→ TASK INSTRUCTIONS:
Can you retype every record below exactly as written?

EXERCISE MATERIALS START

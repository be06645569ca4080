use async_trait::async_trait;
use nalgebra as na;
use serde::{Deserialize, Serialize};
use std::collections::BTreeMap;
use std::fmt;
use std::time::Duration;
use thiserror::Error;

/// Joint name to joint position, radians or metres depending on the joint
pub type JointValues = BTreeMap<String, f32>;

#[derive(Error, Debug)]
pub enum MoveGroupError {
    #[error("planning failed with {0}")]
    Planning(MoveItErrorCode),
    #[error("group {group:?} has no named target {target:?}")]
    UnknownNamedTarget { group: String, target: String },
    #[error("joint {joint:?} is not part of group {group:?}")]
    UnknownJoint { group: String, joint: String },
    #[error("robot has no group {0:?}")]
    UnknownGroup(String),
    #[error("link {0:?} is not part of the robot")]
    UnknownLink(String),
    #[error("pose of link {0:?} is not available")]
    LinkPoseUnavailable(String),
    #[error("group {0:?} has no end effector to place")]
    NoEndEffector(String),
    #[error("motion service unavailable: {0}")]
    Transport(String),
}

type Result<T> = std::result::Result<T, MoveGroupError>;

#[derive(Debug, Clone, PartialEq, Serialize, Deserialize)]
pub struct Pose {
    pub position: na::Vector3<f32>,
    pub orientation: na::UnitQuaternion<f32>,
}

impl Pose {
    pub fn new(position: na::Vector3<f32>, orientation: na::UnitQuaternion<f32>) -> Pose {
        Pose {
            position,
            orientation,
        }
    }

    /// Pose with identity orientation
    pub fn from_position(position: na::Vector3<f32>) -> Pose {
        Pose::new(position, na::UnitQuaternion::identity())
    }

    pub fn to_isometry(&self) -> na::Isometry3<f32> {
        na::Isometry3::from_parts(na::Translation3::from(self.position), self.orientation)
    }

    pub fn from_isometry(isometry: &na::Isometry3<f32>) -> Pose {
        Pose::new(isometry.translation.vector, isometry.rotation)
    }
}

impl Default for Pose {
    fn default() -> Self {
        Pose::from_position(na::Vector3::zeros())
    }
}

#[derive(Debug, Clone, PartialEq)]
pub struct PoseStamped {
    pub frame_id: String,
    pub pose: Pose,
}

impl PoseStamped {
    pub fn new(frame_id: impl Into<String>, pose: Pose) -> PoseStamped {
        PoseStamped {
            frame_id: frame_id.into(),
            pose,
        }
    }
}

/// Result codes reported by the motion service for planning and execution
#[derive(Debug, Clone, Copy, PartialEq, Eq)]
pub enum MoveItErrorCode {
    Success,
    PlanningFailed,
    InvalidGroupName,
    InvalidGoalConstraints,
    NoIkSolution,
    GoalInCollision,
    InvalidMotionPlan,
    ControlFailed,
    Timeout,
}

impl MoveItErrorCode {
    pub fn is_success(self) -> bool {
        self == MoveItErrorCode::Success
    }
}

impl fmt::Display for MoveItErrorCode {
    fn fmt(&self, f: &mut fmt::Formatter<'_>) -> fmt::Result {
        let text = match self {
            MoveItErrorCode::Success => "SUCCESS",
            MoveItErrorCode::PlanningFailed => "PLANNING_FAILED",
            MoveItErrorCode::InvalidGroupName => "INVALID_GROUP_NAME",
            MoveItErrorCode::InvalidGoalConstraints => "INVALID_GOAL_CONSTRAINTS",
            MoveItErrorCode::NoIkSolution => "NO_IK_SOLUTION",
            MoveItErrorCode::GoalInCollision => "GOAL_IN_COLLISION",
            MoveItErrorCode::InvalidMotionPlan => "INVALID_MOTION_PLAN",
            MoveItErrorCode::ControlFailed => "CONTROL_FAILED",
            MoveItErrorCode::Timeout => "TIMED_OUT",
        };
        write!(f, "{}", text)
    }
}

#[derive(Debug, Clone, PartialEq)]
pub enum MoveTarget {
    Joints(JointValues),
    Pose(Pose),
}

impl MoveTarget {
    pub fn kind(&self) -> &'static str {
        match self {
            MoveTarget::Joints(_) => "joint",
            MoveTarget::Pose(_) => "pose",
        }
    }
}

#[derive(Debug, Clone, PartialEq)]
pub struct Waypoint {
    pub joints: JointValues,
    /// Tool pose at this waypoint, only known for groups with an end effector
    pub end_effector: Option<Pose>,
}

#[derive(Debug, Clone, PartialEq)]
pub struct Plan {
    pub group: String,
    pub trajectory: Vec<Waypoint>,
    pub planning_time: Duration,
}

/// A named control group of the external motion service.
///
/// Setting a target only records it. `plan` asks the service for a plan to the
/// recorded target and `move_to_target` plans and executes in one blocking call.
#[async_trait]
pub trait MoveGroup: Send + Sync {
    fn name(&self) -> &str;
    fn planning_frame(&self) -> &str;
    fn end_effector_link(&self) -> Option<&str>;
    /// Every group declared by the robot, not only this one
    fn joint_model_group_names(&self) -> Vec<String>;
    fn named_target_values(&self, name: &str) -> Result<JointValues>;
    async fn current_pose(&self, link: &str) -> Result<PoseStamped>;
    fn set_joint_value_target(&mut self, target: JointValues) -> Result<()>;
    fn set_pose_target(&mut self, target: Pose) -> Result<()>;
    async fn plan(&mut self) -> Result<Plan>;
    /// `Ok` carries the service verdict. `Err` only when the service can't be reached.
    async fn move_to_target(&mut self) -> Result<MoveItErrorCode>;
}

EXERCISE MATERIALS END

→ OUTPUT OF THE TASK:
repository be06645569ca4080
use async_trait::async_trait;
use nalgebra as na;
use serde::{Deserialize, Serialize};
use std::collections::BTreeMap;
use std::fmt;
use std::time::Duration;
use thiserror::Error;

/// Joint name to joint position, radians or metres depending on the joint
pub type JointValues = BTreeMap<String, f32>;

#[derive(Error, Debug)]
pub enum MoveGroupError {
    #[error("planning failed with {0}")]
    Planning(MoveItErrorCode),
    #[error("group {group:?} has no named target {target:?}")]
    UnknownNamedTarget { group: String, target: String },
    #[error("joint {joint:?} is not part of group {group:?}")]
    UnknownJoint { group: String, joint: String },
    #[error("robot has no group {0:?}")]
    UnknownGroup(String),
    #[error("link {0:?} is not part of the robot")]
    UnknownLink(String),
    #[error("pose of link {0:?} is not available")]
    LinkPoseUnavailable(String),
    #[error("group {0:?} has no end effector to place")]
    NoEndEffector(String),
    #[error("motion service unavailable: {0}")]
    Transport(String),
}

type Result<T> = std::result::Result<T, MoveGroupError>;

#[derive(Debug, Clone, PartialEq, Serialize, Deserialize)]
pub struct Pose {
    pub position: na::Vector3<f32>,
    pub orientation: na::UnitQuaternion<f32>,
}

impl Pose {
    pub fn new(position: na::Vector3<f32>, orientation: na::UnitQuaternion<f32>) -> Pose {
        Pose {
            position,
            orientation,
        }
    }

    /// Pose with identity orientation
    pub fn from_position(position: na::Vector3<f32>) -> Pose {
        Pose::new(position, na::UnitQuaternion::identity())
    }

    pub fn to_isometry(&self) -> na::Isometry3<f32> {
        na::Isometry3::from_parts(na::Translation3::from(self.position), self.orientation)
    }

    pub fn from_isometry(isometry: &na::Isometry3<f32>) -> Pose {
        Pose::new(isometry.translation.vector, isometry.rotation)
    }
}

impl Default for Pose {
    fn default() -> Self {
        Pose::from_position(na::Vector3::zeros())
    }
}

#[derive(Debug, Clone, PartialEq)]
pub struct PoseStamped {
    pub frame_id: String,
    pub pose: Pose,
}

impl PoseStamped {
    pub fn new(frame_id: impl Into<String>, pose: Pose) -> PoseStamped {
        PoseStamped {
            frame_id: frame_id.into(),
            pose,
        }
    }
}

/// Result codes reported by the motion service for planning and execution
#[derive(Debug, Clone, Copy, PartialEq, Eq)]
pub enum MoveItErrorCode {
    Success,
    PlanningFailed,
    InvalidGroupName,
    InvalidGoalConstraints,
    NoIkSolution,
    GoalInCollision,
    InvalidMotionPlan,
    ControlFailed,
    Timeout,
}

impl MoveItErrorCode {
    pub fn is_success(self) -> bool {
        self == MoveItErrorCode::Success
    }
}

impl fmt::Display for MoveItErrorCode {
    fn fmt(&self, f: &mut fmt::Formatter<'_>) -> fmt::Result {
        let text = match self {
            MoveItErrorCode::Success => "SUCCESS",
            MoveItErrorCode::PlanningFailed => "PLANNING_FAILED",
            MoveItErrorCode::InvalidGroupName => "INVALID_GROUP_NAME",
            MoveItErrorCode::InvalidGoalConstraints => "INVALID_GOAL_CONSTRAINTS",
            MoveItErrorCode::NoIkSolution => "NO_IK_SOLUTION",
            MoveItErrorCode::GoalInCollision => "GOAL_IN_COLLISION",
            MoveItErrorCode::InvalidMotionPlan => "INVALID_MOTION_PLAN",
            MoveItErrorCode::ControlFailed => "CONTROL_FAILED",
            MoveItErrorCode::Timeout => "TIMED_OUT",
        };
        write!(f, "{}", text)
    }
}

#[derive(Debug, Clone, PartialEq)]
pub enum MoveTarget {
    Joints(JointValues),
    Pose(Pose),
}

impl MoveTarget {
    pub fn kind(&self) -> &'static str {
        match self {
            MoveTarget::Joints(_) => "joint",
            MoveTarget::Pose(_) => "pose",
        }
    }
}

#[derive(Debug, Clone, PartialEq)]
pub struct Waypoint {
    pub joints: JointValues,
    /// Tool pose at this waypoint, only known for groups with an end effector
    pub end_effector: Option<Pose>,
}

#[derive(Debug, Clone, PartialEq)]
pub struct Plan {
    pub group: String,
    pub trajectory: Vec<Waypoint>,
    pub planning_time: Duration,
}

/// A named control group of the external motion service.
///
/// Setting a target only records it. `plan` asks the service for a plan to the
/// recorded target and `move_to_target` plans and executes in one blocking call.
#[async_trait]
pub trait MoveGroup: Send + Sync {
    fn name(&self) -> &str;
    fn planning_frame(&self) -> &str;
    fn end_effector_link(&self) -> Option<&str>;
    /// Every group declared by the robot, not only this one
    fn joint_model_group_names(&self) -> Vec<String>;
    fn named_target_values(&self, name: &str) -> Result<JointValues>;
    async fn current_pose(&self, link: &str) -> Result<PoseStamped>;
    fn set_joint_value_target(&mut self, target: JointValues) -> Result<()>;
    fn set_pose_target(&mut self, target: Pose) -> Result<()>;
    async fn plan(&mut self) -> Result<Plan>;
    /// `Ok` carries the service verdict. `Err` only when the service can't be reached.
    async fn move_to_target(&mut self) -> Result<MoveItErrorCode>;
}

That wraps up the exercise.